- [Your objective]:
Counting from the line that holds "self.stack.lock().len()", return each line exactly, through and including the last line of the entries.
━━━━━━━━
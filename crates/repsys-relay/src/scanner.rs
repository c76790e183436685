//! One-shot scan of messages already in the store.
//!
//! Walks first -> next over the class mask and reclassifies every message from
//! the tracked origin. Nothing is queued. A failure on one message is logged
//! and counted; the walk goes on.

use std::sync::Arc;

use repsys_core::reclassify::reclassify;
use repsys_core::{ClassMask, Message, MessageStore, MsgHandle};

use crate::obs::RelayMetrics;
use crate::processor::ProcessorSettings;

/// Summary of one scan.
#[derive(Debug, Clone, Copy, Default, PartialEq, Eq)]
pub struct ScanReport {
    /// Handles returned by the store.
    pub visited: usize,
    /// Visited messages from the tracked origin.
    pub tracked: usize,
    /// Tracked messages republished under a new class.
    pub reclassified: usize,
    /// Messages that could not be resolved or republished.
    pub failures: usize,
    /// Highest handle the walk reached.
    pub last_handle: Option<MsgHandle>,
}

pub struct BulkScanner<S> {
    store: Arc<S>,
    settings: ProcessorSettings,
    metrics: Arc<RelayMetrics>,
}

impl<S: MessageStore> BulkScanner<S> {
    pub fn new(store: Arc<S>, settings: ProcessorSettings, metrics: Arc<RelayMetrics>) -> Self {
        Self {
            store,
            settings,
            metrics,
        }
    }

    pub fn scan_and_reclassify_all(&self, mask: ClassMask) -> ScanReport {
        let mut report = ScanReport::default();

        let Ok(mut handle) = self.store.first(mask) else {
            tracing::info!(%mask, "no existing messages in range");
            return report;
        };
        tracing::info!(%mask, "retrieving existing messages");

        loop {
            report.visited += 1;
            report.last_handle = report.last_handle.max(Some(handle));
            self.visit(handle, &mut report);

            match self.store.next(mask, handle) {
                Ok(next) => handle = next,
                Err(_) => break,
            }
        }

        self.metrics.scanned.add(&[], report.visited as u64);
        tracing::info!(
            visited = report.visited,
            tracked = report.tracked,
            reclassified = report.reclassified,
            failures = report.failures,
            "existing messages scanned"
        );
        report
    }

    fn visit(&self, handle: MsgHandle, report: &mut ScanReport) {
        let mut msg = match Message::from_handle(&*self.store, handle) {
            Ok(m) => m,
            Err(e) => {
                tracing::warn!(%handle, error = %e, "cannot resolve existing message");
                self.metrics.store_failures.inc(&[("op", e.op().unwrap_or("metadata"))]);
                report.failures += 1;
                return;
            }
        };
        if msg.comp_nr() != self.settings.tracked_component {
            return;
        }
        report.tracked += 1;
        tracing::debug!(%handle, "before reclassification\n{msg}");

        match reclassify(&*self.store, &mut msg, self.settings.content_len) {
            Ok(r) if r.changed => {
                report.reclassified += 1;
                let class = format!("{:?}", r.class);
                self.metrics.reclassified.inc(&[("class", class.as_str())]);
                tracing::debug!(%handle, "after reclassification\n{msg}");
            }
            Ok(_) => {}
            Err(e) => {
                tracing::warn!(%handle, error = %e, "republish failed");
                self.metrics.store_failures.inc(&[("op", e.op().unwrap_or("reclassify"))]);
                report.failures += 1;
            }
        }
    }
}
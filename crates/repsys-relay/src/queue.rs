//! Reclassified-message queue between the poller and the display consumer.
//!
//! LIFO: a drain yields the newest message first, so messages left over from an
//! earlier round are shown after fresher ones. The queue is unbounded; its
//! depth is exported as `repsys_queue_depth`.

use std::time::{Duration, Instant};

use parking_lot::{Condvar, Mutex};

use repsys_core::Message;

#[derive(Default)]
pub struct MessageQueue {
    stack: Mutex<Vec<Message>>,
    not_empty: Condvar,
}

impl MessageQueue {
    pub fn new() -> Self {
        Self::default()
    }

    /// Push `msg` on top and wake one waiter. Returns the depth after the push.
    pub fn push(&self, msg: Message) -> usize {
        let depth = {
            let mut stack = self.stack.lock();
            stack.push(msg);
            stack.len()
        };
        self.not_empty.notify_one();
        depth
    }

    /// Pop everything under one lock, newest first. Never blocks on an empty queue.
    pub fn drain_all(&self) -> Vec<Message> {
        let mut stack = self.stack.lock();
        let mut out = Vec::with_capacity(stack.len());
        while let Some(msg) = stack.pop() {
            out.push(msg);
        }
        out
    }

    /// Wait up to `timeout` for at least one message. Returns whether one is present.
    pub fn wait_non_empty(&self, timeout: Duration) -> bool {
        let deadline = Instant::now() + timeout;
        let mut stack = self.stack.lock();
        while stack.is_empty() {
            if self.not_empty.wait_until(&mut stack, deadline).timed_out() {
                break;
            }
        }
        !stack.is_empty()
    }

    pub fn len(&self) -> usize {
        self.stack.lock().len()
    }

    pub fn is_empty(&self) -> bool {
        self.stack.lock().is_empty()
    }
}
use axum::{routing::get, Router};

use crate::ops::{self, OpsState};

pub fn build_router(state: OpsState) -> Router {
    Router::new()
        .route("/healthz", get(ops::healthz))
        .route("/readyz", get(ops::readyz))
        .route("/metrics", get(ops::metrics))
        .with_state(state)
}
━━━━━━━━
- [Exercise output]:
        self.stack.lock().len()
    }

    pub fn is_empty(&self) -> bool {
        self.stack.lock().is_empty()
    }
}
use axum::{routing::get, Router};

use crate::ops::{self, OpsState};

pub fn build_router(state: OpsState) -> Router {
    Router::new()
        .route("/healthz", get(ops::healthz))
        .route("/readyz", get(ops::readyz))
        .route("/metrics", get(ops::metrics))
        .with_state(state)
}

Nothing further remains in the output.